What just happened here? What do all those numbers mean? Is that good or bad?

Building a neural network

Let's have a look at the code. There's a bunch of imports and prep at the start, but the important stuff is buried right at the bottom

model = Sequential()
model.add(Dense(512, input_shape=(784,)))
model.add(Activation('relu'))
model.add(Dropout(0.2))
model.add(Dense(512))
model.add(Activation('relu'))
model.add(Dropout(0.2))
model.add(Dense(10))
model.add(Activation('softmax'))

We start off by creating a keras.Sequential() object, and then we add layers onto it. The first layer is a Dense layer that takes in a 784-point vector - this is the same size as the handwritten numbers. Each number is a 28x28 pixel black and white image, and 28x28 = 784 pixels. We set this in the "input_shape" parameter, and the other parameter is the number 512 - that's how many neurons are in this layer.

A Dense layer is the bread and butter of neural nets - they connect every neuron in the layer before to every neuron in the layer after. You'll see there are 3 being used here - the first two have 512 neurons each, and the third one has 10 neurons - we'll find out why in a second.

After the first Dense layer we have an Activation layer. The activation function we use here is "relu" - a Rectified Linear Unit. All it does is pass through any positive numbers, and round up any negative numbers to 0. These are an important part of neural networks - otherwise we're just adding the same numbers to each other.

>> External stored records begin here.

//! Integration tests for extpack

use assert_cmd::{cargo::cargo_bin_cmd, Command};
use predicates::prelude::*;
use serde_json::Value;
use std::fs;
use std::path::{Path, PathBuf};
use tempfile::TempDir;

/// Isolated home and config file for one test
struct Sandbox {
    home: TempDir,
}

impl Sandbox {
    fn new() -> Option<Self> {
        TempDir::new().ok().map(|home| Sandbox { home })
    }

    fn config_path(&self) -> PathBuf {
        self.home.path().join("extpack.toml")
    }

    fn command(&self) -> Command {
        let mut cmd = cargo_bin_cmd!("extpack");
        cmd.env("EXTPACK_CONFIG", self.config_path())
            .env("HOME", self.home.path())
            .env_remove("RUST_LOG");
        cmd
    }
}

fn write_file(root: &Path, name: &str, content: &str) {
    let path = root.join(name);
    if let Some(parent) = path.parent() {
        let _ = fs::create_dir_all(parent);
    }
    let _ = fs::write(path, content);
}

fn extension_project() -> Option<TempDir> {
    let project = TempDir::new().ok()?;
    let root = project.path();
    write_file(
        root,
        "package.json",
        r#"{
  "name": "tab-notes",
  "displayName": "Tab Notes",
  "version": "1.4.0",
  "description": "Notes for every tab",
  "manifest": { "permissions": ["storage"] }
}"#,
    );
    write_file(root, "src/popup/index.tsx", "export {}\n");
    write_file(root, "src/background.ts", "export {}\n");
    write_file(root, "src/contents/highlight.ts", "export {}\n");
    Some(project)
}

fn read_manifest(path: &Path) -> Value {
    fs::read_to_string(path)
        .ok()
        .and_then(|content| serde_json::from_str(&content).ok())
        .unwrap_or(Value::Null)
}

#[test]
fn test_version() {
    let Some(sandbox) = Sandbox::new() else {
        return;
    };
    sandbox
        .command()
        .arg("--version")
        .assert()
        .success()
        .stdout(predicate::str::contains("extpack"));
}

#[test]
fn test_help() {
    let Some(sandbox) = Sandbox::new() else {
        return;
    };
    sandbox
        .command()
        .arg("--help")
        .assert()
        .success()
        .stdout(predicate::str::contains("writes its manifest.json"));
}

#[test]
fn test_invalid_command() {
    let Some(sandbox) = Sandbox::new() else {
        return;
    };
    sandbox.command().arg("invalid").assert().failure();
}

#[test]
fn test_build_default_target() {
    let (Some(sandbox), Some(project)) = (Sandbox::new(), extension_project()) else {
        return;
    };
    sandbox
        .command()
        .arg("build")
        .arg(project.path())
        .assert()
        .success()
        .stdout(predicate::str::contains("chrome-mv3"));

    let manifest = read_manifest(&project.path().join("build/chrome-mv3/manifest.json"));
    assert_eq!(manifest["manifest_version"], 3);
    assert_eq!(manifest["name"], "Tab Notes");
    assert_eq!(manifest["version"], "1.4.0");
    assert_eq!(manifest["action"]["default_popup"], "popup.html");
    assert_eq!(manifest["background"]["service_worker"], "background.js");
    assert_eq!(manifest["content_scripts"][0]["js"][0], "contents/highlight.js");
    assert_eq!(manifest["permissions"][0], "storage");
    assert!(project.path().join(".extpack/popup.html").exists());
}

#[test]
fn test_build_mv2_flag() {
    let (Some(sandbox), Some(project)) = (Sandbox::new(), extension_project()) else {
        return;
    };
    sandbox
        .command()
        .args(["build", "--manifest-version", "mv2"])
        .arg(project.path())
        .assert()
        .success();

    let manifest = read_manifest(&project.path().join("build/chrome-mv2/manifest.json"));
    assert_eq!(manifest["manifest_version"], 2);
    assert_eq!(manifest["browser_action"]["default_popup"], "popup.html");
    assert_eq!(manifest["background"]["persistent"], false);
    assert!(manifest.get("host_permissions").is_none());
}

#[test]
fn test_build_firefox_target() {
    let (Some(sandbox), Some(project)) = (Sandbox::new(), extension_project()) else {
        return;
    };
    sandbox
        .command()
        .args(["build", "--target", "firefox-mv3"])
        .arg(project.path())
        .assert()
        .success();

    let manifest = read_manifest(&project.path().join("build/firefox-mv3/manifest.json"));
    assert_eq!(manifest["background"]["scripts"][0], "background.js");
    assert!(manifest["background"].get("service_worker").is_none());
}

#[test]
fn test_build_conflicting_target_flags() {
    let Some(sandbox) = Sandbox::new() else {
        return;
    };
    sandbox
        .command()
        .args(["build", "--target", "chrome-mv3", "--browser", "edge"])
        .assert()
        .failure();
}

#[test]
fn test_build_without_package_json_fails() {
    let (Some(sandbox), Ok(project)) = (Sandbox::new(), TempDir::new()) else {
        return;
    };
    write_file(project.path(), "popup.tsx", "export {}\n");
    sandbox
        .command()
        .arg("build")
        .arg(project.path())
        .assert()
        .failure()
        .stderr(predicate::str::contains("package.json"));
    assert!(!project.path().join("build").exists());
}

#[test]
fn test_probe_reports_features() {
    let (Some(sandbox), Some(project)) = (Sandbox::new(), extension_project()) else {
        return;
    };
    sandbox
        .command()
        .arg("probe")
        .arg(project.path())
        .assert()
        .success()
        .stdout(predicate::str::contains("popup"))
        .stdout(predicate::str::contains("enabled"))
        .stdout(predicate::str::contains("background.ts"))
        .stdout(predicate::str::contains("highlight.ts"));
    assert!(!project.path().join("build").exists());
}

#[test]
fn test_config_show() {
    let Some(sandbox) = Sandbox::new() else {
        return;
    };
    sandbox
        .command()
        .args(["config", "show"])
        .assert()
        .success()
        .stdout(predicate::str::contains("Configuration:"));
}

#[test]
fn test_config_set_then_show() {
    let Some(sandbox) = Sandbox::new() else {
        return;
    };
    sandbox
        .command()
        .args(["config", "set", "browser", "firefox"])
        .assert()
        .success();
    sandbox
        .command()
        .args(["config", "show"])
        .assert()
        .success()
        .stdout(predicate::str::contains("firefox"));
}

#[test]
fn test_config_set_unknown_key() {
    let Some(sandbox) = Sandbox::new() else {
        return;
    };
    sandbox
        .command()
        .args(["config", "set", "cache-path", "/tmp"])
        .assert()
        .failure()
        .stderr(predicate::str::contains("Supported keys"));
}

#[test]
fn test_config_path() {
    let Some(sandbox) = Sandbox::new() else {
        return;
    };
    sandbox
        .command()
        .args(["config", "path"])
        .assert()
        .success()
        .stdout(predicate::str::contains("extpack.toml"));
}

#[test]
fn test_configured_browser_is_used_by_build() {
    let (Some(sandbox), Some(project)) = (Sandbox::new(), extension_project()) else {
        return;
    };
    sandbox
        .command()
        .args(["config", "set", "browser", "edge"])
        .assert()
        .success();
    sandbox
        .command()
        .arg("build")
        .arg(project.path())
        .assert()
        .success();
    assert!(project.path().join("build/edge-mv3/manifest.json").exists());
}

After the Activation layer we have a Dropout layer. This is to fix a problem called "overfitting" - when your neural network memorises the training data but doesn't actually learn to recognise. You can detect this when you see your training loss drops but your validation loss stays high.

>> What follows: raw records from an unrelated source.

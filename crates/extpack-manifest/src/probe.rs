//! File probing over candidate lists
//!
//! A candidate list is an ordered set of acceptable locations for one asset.
//! [`exists_any`] answers "is the feature present at all", [`resolve_first`]
//! picks the single winning path where the earliest existing candidate wins.

use std::io;
use std::path::{Path, PathBuf};
use tracing::trace;

use crate::errors::ProbeError;

#[cfg(unix)]
const ENOTDIR: i32 = 20;

/// Outcome of a first-existing-wins resolution
#[derive(Debug, Clone, Default, PartialEq, Eq)]
pub struct ProbeResult {
    pub exists: bool,
    /// Winning candidate, empty when nothing exists
    pub path: PathBuf,
}

impl ProbeResult {
    pub fn found(path: impl Into<PathBuf>) -> Self {
        ProbeResult {
            exists: true,
            path: path.into(),
        }
    }

    pub fn missing() -> Self {
        ProbeResult::default()
    }

    /// The winning path, if any
    pub fn winner(&self) -> Option<&Path> {
        self.exists.then_some(self.path.as_path())
    }
}

fn is_missing(err: &io::Error) -> bool {
    err.kind() == io::ErrorKind::NotFound || parent_is_file(err)
}

// A parent component that is a regular file means the path cannot exist.
#[cfg(unix)]
fn parent_is_file(err: &io::Error) -> bool {
    err.raw_os_error() == Some(ENOTDIR)
}

#[cfg(not(unix))]
fn parent_is_file(_err: &io::Error) -> bool {
    false
}

/// Check whether a single path exists, following symlinks.
pub async fn exists(path: &Path) -> Result<bool, ProbeError> {
    match tokio::fs::metadata(path).await {
        Ok(_) => Ok(true),
        Err(err) if is_missing(&err) => Ok(false),
        Err(source) => Err(ProbeError {
            path: path.to_path_buf(),
            source,
        }),
    }
}

/// True iff at least one candidate exists
pub async fn exists_any<P: AsRef<Path>>(candidates: &[P]) -> Result<bool, ProbeError> {
    Ok(resolve_first(candidates).await?.exists)
}

/// Return the first existing candidate in list order
pub async fn resolve_first<P: AsRef<Path>>(candidates: &[P]) -> Result<ProbeResult, ProbeError> {
    for candidate in candidates {
        let candidate = candidate.as_ref();
        if exists(candidate).await? {
            trace!("Resolved candidate {:?}", candidate);
            return Ok(ProbeResult::found(candidate));
        }
    }
    Ok(ProbeResult::missing())
}

/// Existing candidates that lost to an earlier one.
///
/// Only used for diagnostics, so it never fails: a candidate that cannot be
/// checked is skipped. The assembler registers the winner alone.
pub async fn shadowed<P: AsRef<Path>>(candidates: &[P], winner: &Path) -> Vec<PathBuf> {
    let mut losers = Vec::new();
    let mut past_winner = false;
    for candidate in candidates {
        let candidate = candidate.as_ref();
        if candidate == winner {
            past_winner = true;
            continue;
        }
        if !past_winner {
            continue;
        }
        match exists(candidate).await {
            Ok(true) => losers.push(candidate.to_path_buf()),
            Ok(false) => {}
            Err(err) => trace!("Skipping unreadable candidate: {}", err),
        }
    }
    losers
}

#[cfg(test)]
mod tests {
    use super::*;
    use std::fs;
    use tempfile::TempDir;

    fn touch(dir: &Path, name: &str) -> PathBuf {
        let path = dir.join(name);
        if let Some(parent) = path.parent() {
            let _ = fs::create_dir_all(parent);
        }
        let _ = fs::write(&path, "");
        path
    }

    #[tokio::test]
    async fn test_nothing_exists() {
        let Ok(temp_dir) = TempDir::new() else {
            return;
        };
        let candidates = vec![
            temp_dir.path().join("popup.tsx"),
            temp_dir.path().join("popup/index.tsx"),
        ];

        assert!(matches!(exists_any(&candidates).await, Ok(false)));
        let result = resolve_first(&candidates).await;
        assert!(result.is_ok_and(|r| r == ProbeResult::missing() && r.path.as_os_str().is_empty()));
    }

    #[tokio::test]
    async fn test_empty_candidate_list() {
        let candidates: Vec<PathBuf> = Vec::new();
        assert!(matches!(exists_any(&candidates).await, Ok(false)));
        assert!(resolve_first(&candidates).await.is_ok_and(|r| !r.exists));
    }

    #[tokio::test]
    async fn test_first_existing_wins_regardless_of_later() {
        let Ok(temp_dir) = TempDir::new() else {
            return;
        };
        let dir = temp_dir.path();
        let candidates = vec![
            dir.join("background.ts"),
            dir.join("background/index.ts"),
            dir.join("background.js"),
            dir.join("background/index.js"),
        ];

        // Only the k-th and some later candidates exist.
        touch(dir, "background/index.ts");
        touch(dir, "background.js");
        touch(dir, "background/index.js");

        let result = resolve_first(&candidates).await;
        assert!(result.is_ok_and(|r| r == ProbeResult::found(dir.join("background/index.ts"))));

        // An earlier candidate appearing changes the winner.
        touch(dir, "background.ts");
        let result = resolve_first(&candidates).await;
        assert!(result.is_ok_and(|r| r.winner() == Some(dir.join("background.ts").as_path())));
        assert!(matches!(exists_any(&candidates).await, Ok(true)));
    }

    #[tokio::test]
    async fn test_resolution_is_stable() {
        let Ok(temp_dir) = TempDir::new() else {
            return;
        };
        let dir = temp_dir.path();
        touch(dir, "content.ts");
        touch(dir, "content.js");
        let candidates = vec![dir.join("content.ts"), dir.join("content.js")];

        let first = resolve_first(&candidates).await.ok();
        let second = resolve_first(&candidates).await.ok();
        assert!(first.is_some());
        assert_eq!(first, second);
    }

    #[tokio::test]
    async fn test_directories_count_as_existing() {
        let Ok(temp_dir) = TempDir::new() else {
            return;
        };
        let contents = temp_dir.path().join("contents");
        assert!(fs::create_dir(&contents).is_ok());
        assert!(matches!(exists(&contents).await, Ok(true)));
    }

    #[tokio::test]
    async fn test_file_as_parent_is_missing() {
        let Ok(temp_dir) = TempDir::new() else {
            return;
        };
        let file = touch(temp_dir.path(), "popup");
        assert!(matches!(exists(&file.join("index.tsx")).await, Ok(false)));
    }

    #[cfg(unix)]
    #[tokio::test]
    async fn test_dangling_symlink_does_not_exist() {
        let Ok(temp_dir) = TempDir::new() else {
            return;
        };
        let link = temp_dir.path().join("options.tsx");
        assert!(std::os::unix::fs::symlink(temp_dir.path().join("gone.tsx"), &link).is_ok());
        assert!(matches!(exists(&link).await, Ok(false)));
    }

    #[tokio::test]
    async fn test_shadowed_candidates() {
        let Ok(temp_dir) = TempDir::new() else {
            return;
        };
        let dir = temp_dir.path();
        let ts = touch(dir, "background.ts");
        let js = touch(dir, "background.js");
        let candidates = vec![ts.clone(), dir.join("background/index.ts"), js.clone()];

        let losers = shadowed(&candidates, &ts).await;
        assert_eq!(losers, vec![js]);
    }

    #[cfg(unix)]
    fn self_loop(dir: &Path, name: &str) -> PathBuf {
        let link = dir.join(name);
        if let Some(parent) = link.parent() {
            let _ = fs::create_dir_all(parent);
        }
        let _ = std::os::unix::fs::symlink(&link, &link);
        link
    }

    #[cfg(unix)]
    #[tokio::test]
    async fn test_symlink_loop_is_an_error() {
        let Ok(temp_dir) = TempDir::new() else {
            return;
        };
        let link = self_loop(temp_dir.path(), "popup.tsx");

        let result = resolve_first(&[link.clone()]).await;
        assert!(matches!(result, Err(ProbeError { ref path, .. }) if *path == link));
        assert!(exists_any(&[link]).await.is_err());
    }

    #[cfg(unix)]
    #[tokio::test]
    async fn test_unreadable_loser_is_skipped() {
        let Ok(temp_dir) = TempDir::new() else {
            return;
        };
        let dir = temp_dir.path();
        let ts = touch(dir, "background.ts");
        let looped = self_loop(dir, "background/index.ts");
        let js = touch(dir, "background.js");
        let candidates = vec![ts.clone(), looped, js.clone()];

        let result = resolve_first(&candidates).await;
        assert!(result.is_ok_and(|r| r == ProbeResult::found(&ts)));
        assert_eq!(shadowed(&candidates, &ts).await, vec![js]);
    }
}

So this is how we build our neural network, but where do the images come from? How do the images and labels fit into this?

Preparing your data

This is an important step. The input data is a set of images and corresponding labels, like follows:

A sample number 2
With Keras we can just import the dataset, but you'd normally load your images with a library like PIL and then convert them into numpy arrays by hand. First, let's look at the code we're using here:

(X_train, y_train), (X_test, y_test) = mnist.load_data() X_train = X_train.reshape(60000, 784) X_test = X_test.reshape(10000, 784) X_train = X_train.astype('float32') X_test = X_test.astype('float32') X_train /= 255 X_test /= 255

This gives us lists of X_train, y_train, X_test, and y_test. The _train lists have the images, and the _test lists have the labels. We use the numpy.reshape method to change the images from 2-dimensional 28x28 pixel images to 1-dimensional 784 pixel images, as we're just using a Dense layer next. We then convert from integers to float32, and scale from the 0-255 range to the 0.0-1.0 range as neural networks tend to work best with numbers in this range.

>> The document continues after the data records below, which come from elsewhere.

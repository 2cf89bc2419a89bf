//! extpack library - command handlers exposed for the binary and for tests

pub mod commands;
pub mod common;

pub use common::GlobalOpts;
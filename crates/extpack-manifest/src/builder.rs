//! The manifest builder capability and its MV2/MV3 implementation
//!
//! [`ManifestBuilder`] is the one interface the assembler drives. Both
//! manifest versions are served by [`ExtensionManifest`], parameterized over
//! a [`ManifestSchema`]; the version is picked once in [`new_manifest`].
//!
//! Builder methods take `&self` so that independent registrations can run
//! concurrently. State sits behind a mutex that is only held for the short,
//! synchronous mutation and never across an `.await`.

use async_trait::async_trait;
use extpack_config::{Browser, BuildOptions, ManifestVersion};
use parking_lot::Mutex;
use regex::Regex;
use serde_json::Value;
use std::marker::PhantomData;
use std::path::{Path, PathBuf};
use std::sync::OnceLock;
use tracing::{debug, info};

use crate::common_path::CommonPath;
use crate::env::load_env;
use crate::errors::ManifestError;
use crate::manifest_writer::write_to_path;
use crate::mv2::ManifestV2;
use crate::mv3::ManifestV3;
use crate::package::PackageData;
use crate::scaffold::write_page;
use crate::schema::{render, ManifestSchema};
use crate::types::{Feature, ManifestState};

/// Toggle-driven manifest accumulator shared by both manifest versions
#[async_trait]
pub trait ManifestBuilder: Send + Sync {
    fn manifest_version(&self) -> ManifestVersion;

    /// Load environment values used while reading package data
    async fn update_env(&self) -> Result<(), ManifestError>;

    /// Load package.json metadata
    async fn update_package_data(&self) -> Result<(), ManifestError>;

    /// Enable or disable one optional page
    fn toggle_feature(&self, feature: Feature, enabled: bool) -> Result<(), ManifestError>;

    /// Generate the page for `feature`; a no-op when the feature is disabled
    async fn create_scaffold(&self, feature: Feature) -> Result<(), ManifestError>;

    async fn toggle_content_script(&self, path: &Path, enabled: bool)
        -> Result<(), ManifestError>;

    async fn toggle_background(&self, path: &Path, enabled: bool) -> Result<(), ManifestError>;

    /// Terminal write; `pretty` also validates the manifest first.
    /// Returns the path written to.
    async fn write(&self, pretty: bool) -> Result<PathBuf, ManifestError>;

    /// Copy of the accumulated state
    fn snapshot(&self) -> ManifestState;

    /// Render the manifest as it would be written
    fn to_json(&self) -> Value;

    fn toggle_popup(&self, enabled: bool) -> Result<(), ManifestError> {
        self.toggle_feature(Feature::Popup, enabled)
    }

    fn toggle_options(&self, enabled: bool) -> Result<(), ManifestError> {
        self.toggle_feature(Feature::Options, enabled)
    }

    fn toggle_devtools(&self, enabled: bool) -> Result<(), ManifestError> {
        self.toggle_feature(Feature::Devtools, enabled)
    }

    fn toggle_newtab(&self, enabled: bool) -> Result<(), ManifestError> {
        self.toggle_feature(Feature::Newtab, enabled)
    }

    async fn create_popup_scaffolds(&self) -> Result<(), ManifestError> {
        self.create_scaffold(Feature::Popup).await
    }

    async fn create_options_scaffolds(&self) -> Result<(), ManifestError> {
        self.create_scaffold(Feature::Options).await
    }

    async fn create_devtools_scaffolds(&self) -> Result<(), ManifestError> {
        self.create_scaffold(Feature::Devtools).await
    }

    async fn create_newtab_scaffolds(&self) -> Result<(), ManifestError> {
        self.create_scaffold(Feature::Newtab).await
    }
}

/// Pick the builder for the requested manifest version
pub fn new_manifest(common: CommonPath, options: &BuildOptions) -> Box<dyn ManifestBuilder> {
    match options.selected_version() {
        ManifestVersion::Mv3 => Box::new(ManifestV3::new(common, options.browser)),
        ManifestVersion::Mv2 => Box::new(ManifestV2::new(common, options.browser)),
    }
}

/// Manifest builder for schema `S`
pub struct ExtensionManifest<S: ManifestSchema> {
    common: CommonPath,
    browser: Browser,
    state: Mutex<ManifestState>,
    schema: PhantomData<fn() -> S>,
}

impl<S: ManifestSchema> ExtensionManifest<S> {
    pub fn new(common: CommonPath, browser: Browser) -> Self {
        ExtensionManifest {
            common,
            browser,
            state: Mutex::new(ManifestState::default()),
            schema: PhantomData,
        }
    }

    pub fn common(&self) -> &CommonPath {
        &self.common
    }

    /// Apply `f` to the state unless the manifest is written or being written
    fn mutate<R>(&self, f: impl FnOnce(&mut ManifestState) -> R) -> Result<R, ManifestError> {
        let mut state = self.state.lock();
        if state.is_sealed() {
            return Err(ManifestError::Finalized);
        }
        Ok(f(&mut state))
    }

    fn render_value(&self, state: &ManifestState) -> Value {
        Value::Object(render::<S>(state, &self.common, self.browser))
    }
}

#[async_trait]
impl<S: ManifestSchema> ManifestBuilder for ExtensionManifest<S> {
    fn manifest_version(&self) -> ManifestVersion {
        S::VERSION
    }

    async fn update_env(&self) -> Result<(), ManifestError> {
        let env = load_env(&self.common.project_dir).await?;
        debug!("Loaded {} environment values", env.len());
        self.mutate(|state| state.env = env)
    }

    async fn update_package_data(&self) -> Result<(), ManifestError> {
        let mut package = PackageData::load(&self.common.package_file).await?;
        self.mutate(|state| {
            package.apply_env(&state.env);
            debug!("Loaded package {}@{}", package.name, package.version);
            state.package = Some(package);
        })
    }

    fn toggle_feature(&self, feature: Feature, enabled: bool) -> Result<(), ManifestError> {
        debug!("Toggle {}: {}", feature, enabled);
        self.mutate(|state| state.toggles.set(feature, enabled))
    }

    async fn create_scaffold(&self, feature: Feature) -> Result<(), ManifestError> {
        let title = {
            let state = self.state.lock();
            if state.is_sealed() {
                return Err(ManifestError::Finalized);
            }
            if !state.toggles.get(feature) {
                return Ok(());
            }
            state
                .package
                .as_ref()
                .map_or_else(|| feature.name().to_string(), |p| p.title().to_string())
        };
        write_page(&self.common.gen_dir, feature, &title).await?;
        Ok(())
    }

    async fn toggle_content_script(
        &self,
        path: &Path,
        enabled: bool,
    ) -> Result<(), ManifestError> {
        self.mutate(|state| {
            if enabled {
                debug!("Register content script {:?}", path);
                state.content_scripts.insert(path.to_path_buf());
            } else {
                state.content_scripts.remove(path);
            }
        })
    }

    async fn toggle_background(&self, path: &Path, enabled: bool) -> Result<(), ManifestError> {
        self.mutate(|state| {
            if enabled {
                debug!("Register background script {:?}", path);
                state.background = Some(path.to_path_buf());
            } else if state.background.as_deref() == Some(path) {
                state.background = None;
            }
        })
    }

    async fn write(&self, pretty: bool) -> Result<PathBuf, ManifestError> {
        let manifest = {
            let mut state = self.state.lock();
            if state.is_sealed() {
                return Err(ManifestError::Finalized);
            }
            state.writing = true;
            self.render_value(&state)
        };

        let path = self.common.manifest_path();
        let result = async {
            if pretty {
                validate(&manifest)?;
            }
            write_to_path(&manifest, &path, pretty).await
        }
        .await;

        let mut state = self.state.lock();
        state.writing = false;
        result?;
        state.written = true;
        drop(state);
        info!("Wrote {} manifest to {:?}", S::VERSION, path);
        Ok(path)
    }

    fn snapshot(&self) -> ManifestState {
        self.state.lock().clone()
    }

    fn to_json(&self) -> Value {
        let state = self.state.lock();
        self.render_value(&state)
    }
}

fn version_pattern() -> Option<&'static Regex> {
    static PATTERN: OnceLock<Option<Regex>> = OnceLock::new();
    PATTERN
        .get_or_init(|| Regex::new(r"^\d+(\.\d+){0,3}$").ok())
        .as_ref()
}

/// Check the fields every browser rejects a manifest without
pub fn validate(manifest: &Value) -> Result<(), ManifestError> {
    let name = manifest.get("name").and_then(Value::as_str).unwrap_or("");
    if name.trim().is_empty() {
        return Err(ManifestError::Invalid("\"name\" is required".to_string()));
    }

    let version = manifest.get("version").and_then(Value::as_str).unwrap_or("");
    let well_formed = version_pattern().map_or(true, |re| re.is_match(version))
        && version.split('.').all(|part| part.parse::<u16>().is_ok());
    if !well_formed {
        return Err(ManifestError::Invalid(format!(
            "\"version\" must be 1-4 dot-separated integers between 0 and 65535, got '{}'",
            version
        )));
    }
    Ok(())
}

This is all we need to do here - the rest just works!

What's next?

This is a fairly basic intro to Keras and neural networks, and there's a lot more you can do from here. We lose a lot of information by flattening the image to a 1-dimensional array, so we can get some improvements by using Convolution2D layers to learn a bit more about the shape of the numbers. We can also try making the network a bit deeper by layering more Convolution2D layers, and look at different training techniques.

That's all for now though, so get out there and start training some robots!